RECORDS PROVIDED below:
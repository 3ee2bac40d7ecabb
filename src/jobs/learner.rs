//! Recalculating the enrolments of all learners.

use std::collections::BTreeSet;
use log::{debug, info, warn};
use crate::commons::EngineResult;
use crate::enrolment::manager::EnrolmentManager;
use crate::enrolment::types::UserId;
use super::mq::Task;


//------------ LearnerCalculationJob -----------------------------------------

/// Walks all learners whose calculation marker does not match the current
/// version hash, one batch per run.
#[derive(Clone, Debug)]
pub struct LearnerCalculationJob {
    batch_size: usize,
    skipped: BTreeSet<UserId>,
    last_batch: usize,
}

impl LearnerCalculationJob {
    pub fn new(batch_size: usize) -> Self {
        LearnerCalculationJob {
            batch_size: batch_size.max(1),
            skipped: BTreeSet::new(),
            last_batch: 0,
        }
    }

    pub fn from_task(batch_size: usize, skipped: &[UserId]) -> Self {
        let mut job = Self::new(batch_size);
        job.skipped.extend(skipped.iter().copied());
        job
    }

    pub fn to_task(&self) -> Task {
        Task::LearnerCalculation {
            batch_size: self.batch_size,
            skipped: self.skipped.iter().copied().collect(),
        }
    }

    /// Returns the learners of the next batch.
    pub fn next_batch(
        &self, manager: &EnrolmentManager,
    ) -> EngineResult<Vec<UserId>> {
        let version_hash = manager.registry().get_version_hash();
        let mut batch = Vec::new();
        for user in manager.directory().learner_ids() {
            if batch.len() >= self.batch_size {
                break
            }
            if self.skipped.contains(&user) {
                continue
            }
            if manager.markers().is_learner_stale(user, &version_hash)? {
                batch.push(user);
            }
        }
        Ok(batch)
    }

    /// Processes one batch.
    ///
    /// Returns whether the batch was non-empty, i.e., whether the job
    /// should run again. Learners that fail are skipped in later runs.
    pub fn run(&mut self, manager: &EnrolmentManager) -> EngineResult<bool> {
        let batch = self.next_batch(manager)?;
        self.last_batch = batch.len();
        for user in &batch {
            if let Err(err) = manager.recalculate_enrolments(*user) {
                warn!("Skipping learner {user} in learner calculation: {err}");
                self.skipped.insert(*user);
            }
        }
        debug!("Learner calculation processed {} learners", batch.len());
        Ok(!batch.is_empty())
    }

    /// Records that the job completed under the current version hash.
    ///
    /// If learners were skipped, the job has not converged and the marker
    /// is cleared instead, so the recurring check starts it again.
    pub fn complete(&self, manager: &EnrolmentManager) -> EngineResult<()> {
        let name = Task::learner_calculation_name();
        if self.skipped.is_empty() {
            let version_hash = manager.registry().get_version_hash();
            manager.markers().set_job_completed(&name, &version_hash)?;
            info!("Learner calculation completed");
        }
        else {
            manager.markers().clear_job_completed(&name)?;
            warn!(
                "Learner calculation finished, {} learners failed and will \
                 be retried",
                self.skipped.len()
            );
        }
        Ok(())
    }

    /// The number of learners processed in the last run.
    pub fn last_batch(&self) -> usize {
        self.last_batch
    }

    pub fn skipped(&self) -> &BTreeSet<UserId> {
        &self.skipped
    }
}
End of RECORDS PROVIDED.
INSTRUCTIONS FOR THE TASK>
Reproduce the entries above in full, exactly as they read.

EXPECTED OUTPUT>
repository 3ee2bac40d7ecabb
filename src/jobs/learner.rs
//! Recalculating the enrolments of all learners.

use std::collections::BTreeSet;
use log::{debug, info, warn};
use crate::commons::EngineResult;
use crate::enrolment::manager::EnrolmentManager;
use crate::enrolment::types::UserId;
use super::mq::Task;


//------------ LearnerCalculationJob -----------------------------------------

/// Walks all learners whose calculation marker does not match the current
/// version hash, one batch per run.
#[derive(Clone, Debug)]
pub struct LearnerCalculationJob {
    batch_size: usize,
    skipped: BTreeSet<UserId>,
    last_batch: usize,
}

impl LearnerCalculationJob {
    pub fn new(batch_size: usize) -> Self {
        LearnerCalculationJob {
            batch_size: batch_size.max(1),
            skipped: BTreeSet::new(),
            last_batch: 0,
        }
    }

    pub fn from_task(batch_size: usize, skipped: &[UserId]) -> Self {
        let mut job = Self::new(batch_size);
        job.skipped.extend(skipped.iter().copied());
        job
    }

    pub fn to_task(&self) -> Task {
        Task::LearnerCalculation {
            batch_size: self.batch_size,
            skipped: self.skipped.iter().copied().collect(),
        }
    }

    /// Returns the learners of the next batch.
    pub fn next_batch(
        &self, manager: &EnrolmentManager,
    ) -> EngineResult<Vec<UserId>> {
        let version_hash = manager.registry().get_version_hash();
        let mut batch = Vec::new();
        for user in manager.directory().learner_ids() {
            if batch.len() >= self.batch_size {
                break
            }
            if self.skipped.contains(&user) {
                continue
            }
            if manager.markers().is_learner_stale(user, &version_hash)? {
                batch.push(user);
            }
        }
        Ok(batch)
    }

    /// Processes one batch.
    ///
    /// Returns whether the batch was non-empty, i.e., whether the job
    /// should run again. Learners that fail are skipped in later runs.
    pub fn run(&mut self, manager: &EnrolmentManager) -> EngineResult<bool> {
        let batch = self.next_batch(manager)?;
        self.last_batch = batch.len();
        for user in &batch {
            if let Err(err) = manager.recalculate_enrolments(*user) {
                warn!("Skipping learner {user} in learner calculation: {err}");
                self.skipped.insert(*user);
            }
        }
        debug!("Learner calculation processed {} learners", batch.len());
        Ok(!batch.is_empty())
    }

    /// Records that the job completed under the current version hash.
    ///
    /// If learners were skipped, the job has not converged and the marker
    /// is cleared instead, so the recurring check starts it again.
    pub fn complete(&self, manager: &EnrolmentManager) -> EngineResult<()> {
        let name = Task::learner_calculation_name();
        if self.skipped.is_empty() {
            let version_hash = manager.registry().get_version_hash();
            manager.markers().set_job_completed(&name, &version_hash)?;
            info!("Learner calculation completed");
        }
        else {
            manager.markers().clear_job_completed(&name)?;
            warn!(
                "Learner calculation finished, {} learners failed and will \
                 be retried",
                self.skipped.len()
            );
        }
        Ok(())
    }

    /// The number of learners processed in the last run.
    pub fn last_batch(&self) -> usize {
        self.last_batch
    }

    pub fn skipped(&self) -> &BTreeSet<UserId> {
        &self.skipped
    }
}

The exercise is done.